> _Work to complete_
Pull from the data below each line where the word "resolved" occurs, and copy it.

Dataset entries
* * * * * * *
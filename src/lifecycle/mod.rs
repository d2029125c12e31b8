//! Run lifecycle
//!
//! The authoritative run state machine. Every mutation of a run goes through
//! [`apply`] with one narrow [`RunUpdate`]; stores call it under their lock so
//! each update is atomic and no component reads-modifies-writes a whole run.

use chrono::{DateTime, Utc};
use serde::Serialize;
use thiserror::Error;

use crate::models::{Run, RunArtifact, RunMetadata, RunStatus, ShardResult, ShardStatus};

/// Lifecycle violations
#[derive(Error, Debug, Clone, PartialEq, Eq)]
pub enum LifecycleError {
    #[error("Invalid transition from {from} to {to}")]
    InvalidTransition { from: RunStatus, to: RunStatus },

    #[error("Shard index {index} out of range for {total} shards")]
    ShardOutOfRange { index: u32, total: u32 },

    #[error("Run in status {0} cannot be cancelled")]
    NotCancellable(RunStatus),

    #[error("A run must be dispatched with at least one shard")]
    EmptyPlan,
}

/// Narrow, field-scoped mutations of a run
#[derive(Clone, Debug)]
pub enum RunUpdate {
    /// The dispatcher accepted the run and planned `shard_total` shards
    Dispatched { shard_total: u32 },

    /// An executor confirmed it started a shard
    ShardStarted {
        shard_index: u32,
        shard_total: Option<u32>,
    },

    /// A shard reached a terminal outcome
    ShardFinished {
        shard_index: u32,
        shard_total: Option<u32>,
        result: ShardResult,
    },

    /// User cancellation
    Cancel { reason: Option<String> },

    /// Fill every unreported shard with `missing_as` and resolve
    ForceResolve {
        missing_as: ShardStatus,
        reason: String,
    },

    /// Record uploaded artifacts
    AttachArtifacts(Vec<RunArtifact>),

    /// Drop artifact references after retention cleanup
    PurgeArtifacts,
}

impl RunUpdate {
    pub fn name(&self) -> &'static str {
        match self {
            RunUpdate::Dispatched { .. } => "dispatched",
            RunUpdate::ShardStarted { .. } => "shard_started",
            RunUpdate::ShardFinished { .. } => "shard_finished",
            RunUpdate::Cancel { .. } => "cancel",
            RunUpdate::ForceResolve { .. } => "force_resolve",
            RunUpdate::AttachArtifacts(_) => "attach_artifacts",
            RunUpdate::PurgeArtifacts => "purge_artifacts",
        }
    }
}

/// A status change performed by an update
#[derive(Clone, Copy, Debug, PartialEq, Eq, Serialize)]
pub struct Transition {
    pub from: RunStatus,
    pub to: RunStatus,
}

/// What an update did to a run
#[derive(Clone, Debug, Default, PartialEq, Eq)]
pub struct Applied {
    pub transitions: Vec<Transition>,
    pub changed: bool,
}

impl Applied {
    pub fn unchanged() -> Self {
        Self::default()
    }

    /// Status reached by the last transition, if any
    pub fn final_status(&self) -> Option<RunStatus> {
        self.transitions.last().map(|t| t.to)
    }
}

/// Edges of the run state machine
pub fn can_transition(from: RunStatus, to: RunStatus) -> bool {
    use RunStatus::*;
    matches!(
        (from, to),
        (Queued, Provisioning)
            | (Queued, Cancelled)
            | (Provisioning, Running)
            | (Provisioning, Reporting)
            | (Provisioning, Cancelled)
            | (Running, Reporting)
            | (Reporting, Completed)
            | (Reporting, Failed)
            | (Reporting, PartialFailed)
            | (Reporting, TimedOut)
            | (Reporting, InfraFailed)
    )
}

/// Fold shard outcomes into a run status.
///
/// Returns `None` while any outcome is still running or when there are none.
/// Precedence: timed out, then infra failure, then mixed, then uniform.
pub fn resolve<'a>(results: impl IntoIterator<Item = &'a ShardResult>) -> Option<RunStatus> {
    let statuses: Vec<ShardStatus> = results.into_iter().map(|r| r.status).collect();
    if statuses.is_empty() || statuses.iter().any(|s| !s.is_terminal()) {
        return None;
    }

    if statuses.contains(&ShardStatus::TimedOut) {
        return Some(RunStatus::TimedOut);
    }
    if statuses.contains(&ShardStatus::InfraFailed) {
        return Some(RunStatus::InfraFailed);
    }

    let completed = statuses
        .iter()
        .filter(|s| **s == ShardStatus::Completed)
        .count();
    Some(if completed == statuses.len() {
        RunStatus::Completed
    } else if completed == 0 {
        RunStatus::Failed
    } else {
        RunStatus::PartialFailed
    })
}

/// True once every planned shard holds a terminal ledger entry
pub fn is_complete(meta: &RunMetadata) -> bool {
    match meta.shard_total {
        Some(total) if total > 0 => (0..total).all(|index| {
            meta.shards
                .get(&index)
                .map(|s| s.status.is_terminal())
                .unwrap_or(false)
        }),
        _ => false,
    }
}

/// Apply one update to a run
pub fn apply(run: &mut Run, update: RunUpdate, now: DateTime<Utc>) -> Result<Applied, LifecycleError> {
    let mut applied = Applied::default();

    match update {
        RunUpdate::Dispatched { shard_total } => {
            if shard_total == 0 {
                return Err(LifecycleError::EmptyPlan);
            }
            if run.status.is_terminal() {
                return Ok(Applied::unchanged());
            }
            applied.changed |= fix_shard_total(run, Some(shard_total));
            if run.status == RunStatus::Queued {
                transition(run, RunStatus::Provisioning, now, &mut applied)?;
                run.dispatched_at = Some(now);
            }
            settle(run, now, &mut applied)?;
        }

        RunUpdate::ShardStarted {
            shard_index,
            shard_total,
        } => {
            if run.status.is_terminal() {
                return Ok(Applied::unchanged());
            }
            applied.changed |= fix_shard_total(run, shard_total);
            check_index(run, shard_index)?;

            if !run.run_metadata.shards.contains_key(&shard_index) {
                run.run_metadata
                    .shards
                    .insert(shard_index, ShardResult::running().at(now));
                applied.changed = true;
            }
            if run.status == RunStatus::Queued {
                transition(run, RunStatus::Provisioning, now, &mut applied)?;
                run.dispatched_at.get_or_insert(now);
            }
            if run.status == RunStatus::Provisioning {
                transition(run, RunStatus::Running, now, &mut applied)?;
            }
            if run.started_at.is_none() {
                run.started_at = Some(now);
                applied.changed = true;
            }
        }

        RunUpdate::ShardFinished {
            shard_index,
            shard_total,
            result,
        } => {
            if !result.status.is_terminal() {
                return apply(
                    run,
                    RunUpdate::ShardStarted {
                        shard_index,
                        shard_total,
                    },
                    now,
                );
            }
            if run.status.is_terminal() {
                return Ok(Applied::unchanged());
            }
            applied.changed |= fix_shard_total(run, shard_total);
            check_index(run, shard_index)?;

            let duplicate = run
                .run_metadata
                .shards
                .get(&shard_index)
                .map(|existing| {
                    existing.status == result.status
                        && existing.counts == result.counts
                        && existing.detail == result.detail
                })
                .unwrap_or(false);

            if !duplicate {
                run.run_metadata.shards.insert(shard_index, result);
                let merged = run.run_metadata.merged_counts();
                run.set_counts(merged);
                applied.changed = true;
            }

            if run.status == RunStatus::Queued {
                transition(run, RunStatus::Provisioning, now, &mut applied)?;
                run.dispatched_at.get_or_insert(now);
            }
            settle(run, now, &mut applied)?;
        }

        RunUpdate::Cancel { reason } => match run.status {
            RunStatus::Cancelled => return Ok(Applied::unchanged()),
            RunStatus::Queued | RunStatus::Provisioning => {
                run.status_reason = reason;
                transition(run, RunStatus::Cancelled, now, &mut applied)?;
            }
            other => return Err(LifecycleError::NotCancellable(other)),
        },

        RunUpdate::ForceResolve { missing_as, reason } => {
            if run.status.is_terminal() {
                return Ok(Applied::unchanged());
            }
            let total = run.run_metadata.shard_total.unwrap_or_else(|| {
                run.run_metadata
                    .shards
                    .keys()
                    .max()
                    .map(|max| max + 1)
                    .unwrap_or(1)
            });
            run.run_metadata.shard_total = Some(total);

            for index in 0..total {
                let pending = run
                    .run_metadata
                    .shards
                    .get(&index)
                    .map(|s| !s.status.is_terminal())
                    .unwrap_or(true);
                if pending {
                    let counts = run
                        .run_metadata
                        .shards
                        .get(&index)
                        .map(|s| s.counts)
                        .unwrap_or_default();
                    run.run_metadata.shards.insert(
                        index,
                        ShardResult::new(missing_as, counts)
                            .with_detail(reason.clone())
                            .at(now),
                    );
                }
            }
            let merged = run.run_metadata.merged_counts();
            run.set_counts(merged);
            run.status_reason = Some(reason);
            applied.changed = true;

            if run.status == RunStatus::Queued {
                transition(run, RunStatus::Provisioning, now, &mut applied)?;
            }
            settle(run, now, &mut applied)?;
        }

        RunUpdate::AttachArtifacts(artifacts) => {
            for artifact in artifacts {
                let known = run
                    .artifacts
                    .iter()
                    .any(|a| a.storage_key == artifact.storage_key);
                if !known {
                    run.artifacts.push(artifact);
                    applied.changed = true;
                }
            }
            if applied.changed {
                run.run_metadata.index_coverage(&run.artifacts);
            }
        }

        RunUpdate::PurgeArtifacts => {
            if !run.artifacts.is_empty() {
                run.artifacts.clear();
                run.run_metadata.coverage = None;
                applied.changed = true;
            }
        }
    }

    if applied.changed || !applied.transitions.is_empty() {
        run.version += 1;
    }
    Ok(applied)
}

/// Record the planned shard count once; later values never override it
fn fix_shard_total(run: &mut Run, shard_total: Option<u32>) -> bool {
    match (run.run_metadata.shard_total, shard_total) {
        (None, Some(total)) if total > 0 => {
            run.run_metadata.shard_total = Some(total);
            true
        }
        _ => false,
    }
}

fn check_index(run: &Run, shard_index: u32) -> Result<(), LifecycleError> {
    match run.run_metadata.shard_total {
        Some(total) if shard_index >= total => Err(LifecycleError::ShardOutOfRange {
            index: shard_index,
            total,
        }),
        _ => Ok(()),
    }
}

/// Move a complete run through `reporting` into its resolved terminal status
fn settle(run: &mut Run, now: DateTime<Utc>, applied: &mut Applied) -> Result<(), LifecycleError> {
    if run.status.is_terminal() || !is_complete(&run.run_metadata) {
        return Ok(());
    }

    let Some(resolved) = resolve(run.run_metadata.shards.values()) else {
        return Ok(());
    };

    if run.status != RunStatus::Reporting {
        transition(run, RunStatus::Reporting, now, applied)?;
    }
    transition(run, resolved, now, applied)
}

fn transition(
    run: &mut Run,
    to: RunStatus,
    now: DateTime<Utc>,
    applied: &mut Applied,
) -> Result<(), LifecycleError> {
    let from = run.status;
    if !can_transition(from, to) {
        return Err(LifecycleError::InvalidTransition { from, to });
    }

    run.status = to;
    if to.is_terminal() && run.completed_at.is_none() {
        run.completed_at = Some(now);
        run.duration_seconds = run.started_at.map(|started| (now - started).num_seconds());
    }

    applied.transitions.push(Transition { from, to });
    applied.changed = true;
    Ok(())
}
* * * * * * *
> _Output_
/// Move a complete run through `reporting` into its resolved terminal status
    let Some(resolved) = resolve(run.run_metadata.shards.values()) else {
    transition(run, resolved, now, applied)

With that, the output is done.